Thursday, December 09, 2010

RAW ASM

Since we seem to be on the theme of "fellow DBA's" here is another offering:

A fellow DBA has put together the below documentation to help with setting up ASM. He also did a great job on compiling this information:


ASM
1. When using ASM (as of 9/25/08), raw storage is used. Validate the following to make sure that raw storage has been properly configured.
1.1. Raw slices need to exist under /dev/raw.
1.2. Permissions for each raw slice should be set to "oracle:dba".
1.3. The file /etc/sysconfig/rawdevices should contain entries for each raw slice.
1.4. The file /etc/rc.d/rc.local should contain commands to set ownership and permission on each raw slice to be "oracle:dba" and 644, respectively.
1.4.1. There is a bug in Linux startup procedures where /etc/rc.d/rc.local may not be run soon enough, relative to ASM being started. The safest method around this is to update /etc/udev/permissions.d/50-udev.permissions and under "# raw devices" change the line:
raw/*:root:disk:0660

to
raw/*:oracle:dba:0660

2. Before ASM can be used on a server, having someone as "root" run the following:
/u01/app/oracle/product/10.2.0/asm/bin> ./localconfig add

This is for css to be started and added as an auto start service on server reboot, as the last line to /etc/inittab.
3. ASM installation is performed under the "Advanced" installation method in Oracle's installer or, if creating an ASM instance after the software install is done, use "dbca" under ASM's $ORACLE_HOME/bin and choose "Configure Automatic Storage Management" for the operation to perform.
4. NOTE: when using ASM, make sure to set up the server's Oracle listener to run out of ASM's $ORACLE_HOME.
5. For 10g ASM, the install should be directed to /u01/app/oracle/product/10.2.0/asm.
6. After the ASM instance has been created, drop any disk groups created as part of the ASM instance creation, then change the following database parameters:
ALTER SYSTEM SET "_asm_ausize" = 16777216 SCOPE = spfile;
ALTER SYSTEM SET "_asm_stripesize" = 1048576 SCOPE = spfile;

These parameters are needed to be set before any disk groups are created to surpass the limit of 10 TB for any single disk group.
Restart the ASM instance and recreate the 1 disk group using all available disks (external redundancy).

Thx

Tuesday, December 07, 2010

ASM At Risk

A fellow DBA has put together the below documentation to help those of us that have ASM instances to protect. He did a great job on compiling this information:

"ASM metadata corruption is a clear and present danger that we as DBAs have to recognize and prepare for. It is nothing to be embarrassed about, and nothing to fear, as long as you are ready for it. “But Mr. DBA,” you ask, in a piping voice, “What can I do to hedge myself against future corruption of my ASM metadata headers?!” Settle down now, I’m here to help.

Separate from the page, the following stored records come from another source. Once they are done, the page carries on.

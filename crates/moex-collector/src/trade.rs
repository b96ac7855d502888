//! Trade record and trade identifier ordering

use std::cmp::Ordering;
use std::fmt;

use chrono::{DateTime, FixedOffset, NaiveDateTime, Utc};
use serde::{Serialize, Serializer};

/// Exchange local time (Moscow, no DST)
const EXCHANGE_UTC_OFFSET_SECS: i32 = 3 * 60 * 60;

/// Opaque trade identifier in canonical form.
///
/// All-digit tokens are stored without leading zeros and ordered numerically
/// regardless of length. Numeric ids sort before non-numeric ones; two
/// non-numeric ids compare bytewise. Equality is equality of the canonical
/// form, so `"0100" == "100"`.
#[derive(Debug, Clone, PartialEq, Eq, Hash)]
pub struct TradeId(String);

impl TradeId {
    /// Canonicalize a raw token. Returns `None` for an empty token.
    pub fn new(raw: &str) -> Option<Self> {
        let token = raw.trim();
        if token.is_empty() {
            return None;
        }
        if token.bytes().all(|b| b.is_ascii_digit()) {
            let stripped = token.trim_start_matches('0');
            let canonical = if stripped.is_empty() { "0" } else { stripped };
            return Some(Self(canonical.to_string()));
        }
        Some(Self(token.to_string()))
    }

    pub fn as_str(&self) -> &str {
        &self.0
    }

    pub fn is_numeric(&self) -> bool {
        self.0.bytes().all(|b| b.is_ascii_digit())
    }

    /// Numeric value when the id is all digits and fits in a u64
    pub fn as_u64(&self) -> Option<u64> {
        if self.is_numeric() {
            self.0.parse().ok()
        } else {
            None
        }
    }
}

impl Ord for TradeId {
    fn cmp(&self, other: &Self) -> Ordering {
        match (self.is_numeric(), other.is_numeric()) {
            (true, true) => self
                .0
                .len()
                .cmp(&other.0.len())
                .then_with(|| self.0.cmp(&other.0)),
            (true, false) => Ordering::Less,
            (false, true) => Ordering::Greater,
            (false, false) => self.0.cmp(&other.0),
        }
    }
}

impl PartialOrd for TradeId {
    fn partial_cmp(&self, other: &Self) -> Option<Ordering> {
        Some(self.cmp(other))
    }
}

impl fmt::Display for TradeId {
    fn fmt(&self, f: &mut fmt::Formatter<'_>) -> fmt::Result {
        f.write_str(&self.0)
    }
}

/// Serialized as a JSON number when it fits in a u64, else as a string
impl Serialize for TradeId {
    fn serialize<S: Serializer>(&self, serializer: S) -> Result<S::Ok, S::Error> {
        match self.as_u64() {
            Some(n) => serializer.serialize_u64(n),
            None => serializer.serialize_str(&self.0),
        }
    }
}

/// One executed trade, as published to the broker
#[derive(Debug, Clone, PartialEq, Serialize)]
pub struct Trade {
    #[serde(rename = "tradeno")]
    pub trade_id: TradeId,
    #[serde(rename = "tradetime")]
    pub timestamp: DateTime<Utc>,
    #[serde(rename = "boardid")]
    pub board_id: String,
    #[serde(rename = "secid")]
    pub security_id: String,
    pub price: f64,
    pub quantity: i64,
    pub value: f64,
}

/// Timestamp used when the source date/time cannot be combined
pub fn zero_timestamp() -> DateTime<Utc> {
    DateTime::UNIX_EPOCH
}

/// Combine exchange-local `YYYY-MM-DD` and `HH:MM:SS[.fff]` into UTC
pub fn exchange_timestamp(date: &str, time: &str) -> Option<DateTime<Utc>> {
    let local = NaiveDateTime::parse_from_str(
        &format!("{} {}", date.trim(), time.trim()),
        "%Y-%m-%d %H:%M:%S%.f",
    )
    .ok()?;
    let offset = FixedOffset::east_opt(EXCHANGE_UTC_OFFSET_SECS)?;
    local
        .and_local_timezone(offset)
        .single()
        .map(|dt| dt.with_timezone(&Utc))
}

#[cfg(test)]
mod tests {
    use super::*;

    fn id(s: &str) -> TradeId {
        TradeId::new(s).unwrap()
    }

    #[test]
    fn test_leading_zeros_are_canonicalized() {
        assert_eq!(id("0100"), id("100"));
        assert_eq!(id("000").as_str(), "0");
        assert_eq!(id(" 42 ").as_str(), "42");
        assert!(TradeId::new("  ").is_none());
    }

    #[test]
    fn test_numeric_ordering_ignores_length_trap() {
        // Plain string ordering would put "9" after "10"
        assert!(id("10") > id("9"));
        assert!(id("12014398000") > id("9999999999"));
        assert!(id("101") > id("100"));
    }

    #[test]
    fn test_numeric_sorts_before_non_numeric() {
        assert!(id("999") < id("A1"));
        assert!(id("A1") < id("B0"));
    }

    #[test]
    fn test_serialize_as_number_when_it_fits() {
        assert_eq!(serde_json::to_string(&id("0123")).unwrap(), "123");
        assert_eq!(
            serde_json::to_string(&id("99999999999999999999999")).unwrap(),
            "\"99999999999999999999999\""
        );
        assert_eq!(serde_json::to_string(&id("T-1")).unwrap(), "\"T-1\"");
    }

    #[test]
    fn test_exchange_timestamp_is_moscow_time() {
        let ts = exchange_timestamp("2024-03-01", "10:00:05").unwrap();
        assert_eq!(ts.to_rfc3339(), "2024-03-01T07:00:05+00:00");
    }

    #[test]
    fn test_exchange_timestamp_rejects_garbage() {
        assert!(exchange_timestamp("2024-13-01", "10:00:05").is_none());
        assert!(exchange_timestamp("", "").is_none());
    }

    #[test]
    fn test_trade_wire_format() {
        let trade = Trade {
            trade_id: id("101"),
            timestamp: exchange_timestamp("2024-03-01", "10:00:05").unwrap(),
            board_id: "TQBR".to_string(),
            security_id: "SBER".to_string(),
            price: 250.5,
            quantity: 10,
            value: 2505.0,
        };

        let json: serde_json::Value = serde_json::to_value(&trade).unwrap();
        assert_eq!(
            json,
            serde_json::json!({
                "tradeno": 101,
                "tradetime": "2024-03-01T07:00:05Z",
                "boardid": "TQBR",
                "secid": "SBER",
                "price": 250.5,
                "quantity": 10,
                "value": 2505.0
            })
        );
    }
}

A situation popped up recently for one team where a drive went into predictive failure, and a controller hung, corrupting the ASM headers upon reboot. This resulted them having to completely rebuild the disk groups and restore the database from tape. If the team had had a backup of their ASM headers, all of that wouldn’t have been necessary.

Under 11g:

md_backup
md_backup is ran from the ASMCMD> prompt. It very simply creates a file that is a backup of your metadata, for all of your disk groups, or just a few if you want to specify. By default, it writes to the current directory and backs up all of the mounted disk groups’s header files.

Arguments: -b and –g
-b Specifies a location to store the backup file
-g Specifies the disk group to back up

Example: ASMCMD> md_backup –b /mydir/somebackupfile –g DG1 –g DG3
This will backup disk groups DG1 and DG3 to the file /mydir/somebackupfile.


md_restore
md_restore is a bit more involved than md_backup. As you may have guessed, it restores previously backed up metadata to disk groups you specifiy.

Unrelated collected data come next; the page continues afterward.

use std::time::Duration;

use async_nats::jetstream::stream::{Config, RetentionPolicy, StorageType};
use async_nats::jetstream::{self, Context};
use async_nats::Client;
use async_trait::async_trait;
use bytes::Bytes;

use crate::error::TransportError;
use crate::transport::{PublishAck, Transport, KEY_HEADER};

/// NATS JetStream transport. Every publish waits for the stream ack.
pub struct NatsTransport {
    client: Client,
    jetstream: Context,
}

impl NatsTransport {
    /// Create a new NatsTransport from an existing client
    pub fn new(client: Client) -> Self {
        let jetstream = jetstream::new(client.clone());
        Self { client, jetstream }
    }

    /// Connect to NATS server and create transport
    pub async fn connect(url: &str) -> Result<Self, TransportError> {
        let client = async_nats::connect(url)
            .await
            .map_err(|e| TransportError::ConnectionFailed(e.to_string()))?;
        Ok(Self::new(client))
    }

    /// Flush buffered client writes; used on shutdown
    pub async fn flush(&self) -> Result<(), TransportError> {
        self.client
            .flush()
            .await
            .map_err(|e| TransportError::PublishFailed(e.to_string()))
    }

    /// Create the JetStream stream if it does not exist yet
    pub async fn ensure_stream(
        &self,
        stream_name: &str,
        subjects: Vec<String>,
        max_age: Duration,
    ) -> Result<(), TransportError> {
        let config = Config {
            name: stream_name.to_string(),
            subjects,
            retention: RetentionPolicy::Limits,
            storage: StorageType::File,
            max_age,
            ..Default::default()
        };

        self.jetstream
            .get_or_create_stream(config)
            .await
            .map_err(|e| TransportError::StreamSetup(e.to_string()))?;

        tracing::info!(stream = %stream_name, "stream ready");
        Ok(())
    }
}

#[async_trait]
impl Transport for NatsTransport {
    async fn publish_acked(
        &self,
        subject: &str,
        key: &str,
        payload: Bytes,
    ) -> Result<PublishAck, TransportError> {
        let mut headers = async_nats::HeaderMap::new();
        headers.insert(KEY_HEADER, key);

        let ack = self
            .jetstream
            .publish_with_headers(subject.to_string(), headers, payload)
            .await
            .map_err(|e| TransportError::PublishFailed(e.to_string()))?
            .await
            .map_err(|e| TransportError::AckFailed(e.to_string()))?;

        Ok(PublishAck {
            stream: ack.stream,
            sequence: ack.sequence,
            duplicate: ack.duplicate,
        })
    }
}

#[cfg(test)]
mod tests {
    use super::*;

    // Note: These tests require a running NATS server with JetStream
    // Run: docker run -p 4222:4222 nats:latest -js

    #[tokio::test]
    #[ignore] // Requires NATS server with JetStream
    async fn test_publish_acked_returns_sequence() {
        let transport = NatsTransport::connect("nats://localhost:4222").await.unwrap();
        transport
            .ensure_stream("TEST_ACK", vec!["test-ack.>".to_string()], Duration::from_secs(60))
            .await
            .unwrap();

        let first = transport
            .publish_acked("test-ack.trade.SBER", "SBER", Bytes::from("a"))
            .await
            .unwrap();
        let second = transport
            .publish_acked("test-ack.trade.SBER", "SBER", Bytes::from("b"))
            .await
            .unwrap();

        assert_eq!(first.stream, "TEST_ACK");
        assert!(second.sequence > first.sequence);
    }

    #[tokio::test]
    #[ignore] // Requires NATS server
    async fn test_publish_without_stream_fails_ack() {
        let transport = NatsTransport::connect("nats://localhost:4222").await.unwrap();
        let result = transport
            .publish_acked("no-stream-here.trade.SBER", "SBER", Bytes::from("x"))
            .await;
        assert!(result.is_err());
    }
}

Arguments: -b –i –t –f –g –o
-b Specifies the backup file to read
-i Ignores errors. (Normally, if md_restore hits an error, it stops. This argument suppressed that.
-t Specifies the type of disk group to be created/restored. “full” creates a disk group and restores the metadata. “nodg” restores metadata only, and “newdg” creates a new disk group with a different name using in conjunction with the –o argument.
-o Renames the disk group
-f writes the SQL commands to be performed in the restore to a file instead of executing them (sql_script_file).
-g selects the disk groups to be restored. If none are specified, it restores all of them.

Example: ASMCMD> md_restore –t full –g DG1 –i backup_file
This will restore disk group DG1 using the specified file.

Example: ASMCMD> md_restore –t nodg –g DG1 –i backup_file
This will restore an existing disk group’s metadata.

Under 10g:

Things become different for 10g, as Oracle hadn’t integrated ASM header backup yet. You can, however, backup the ASM header info using the following UNIX command:

dd if= of= bs=4096 count=1

That will capture the first 4k block of the ASM header file. You would do this for each file, creating a separate backup for each.

A simple dd will write it back in to the header, if you need to restore from your backup.

Example: dd if=/dev/rdisk/asmvol1 of=/u01/ora_backup/asmvo1_header.bak bs=4096 count=1
This would capture the first 4k of the given ASM file.

Example: dd if=/u01/ora_backup/asmvol1_header.bak of=/dev/rdisk/asmvol1
This would write in the backed up header back into the file it was backed up from.

It is always a good idea to keep backups of your disk group metadata, because no one can know when the corruption gremlin might strike. If you have any questions, do what most people do, and Google up an answer for yourself."

Hope you find this as valuable as I.

SPFile Problems with ASM Instance

Early this morning... very early, I had to bounce a 10.2.0.4 instance on a Linux server to accommodated the addition of 1 terabyte of additional space to latter be presented to ASM. Everything was business as usual; that is, until I tried to restart the ASM instance. At which time I encountered the following two errors:

ORA-01078: failure in processing system parameters
LRM-00109: could not open parameter file '/u01/app/oracle/.../initsid.ora'

The file it was path'ing in the error message was not there.

So here is how I got the instance to start:

At first, I thought I was going to have to go to the alert log and pull out the parameters (and work them over to fit the proper syntax) and put them into a replacement init file. I didn't really want to do that.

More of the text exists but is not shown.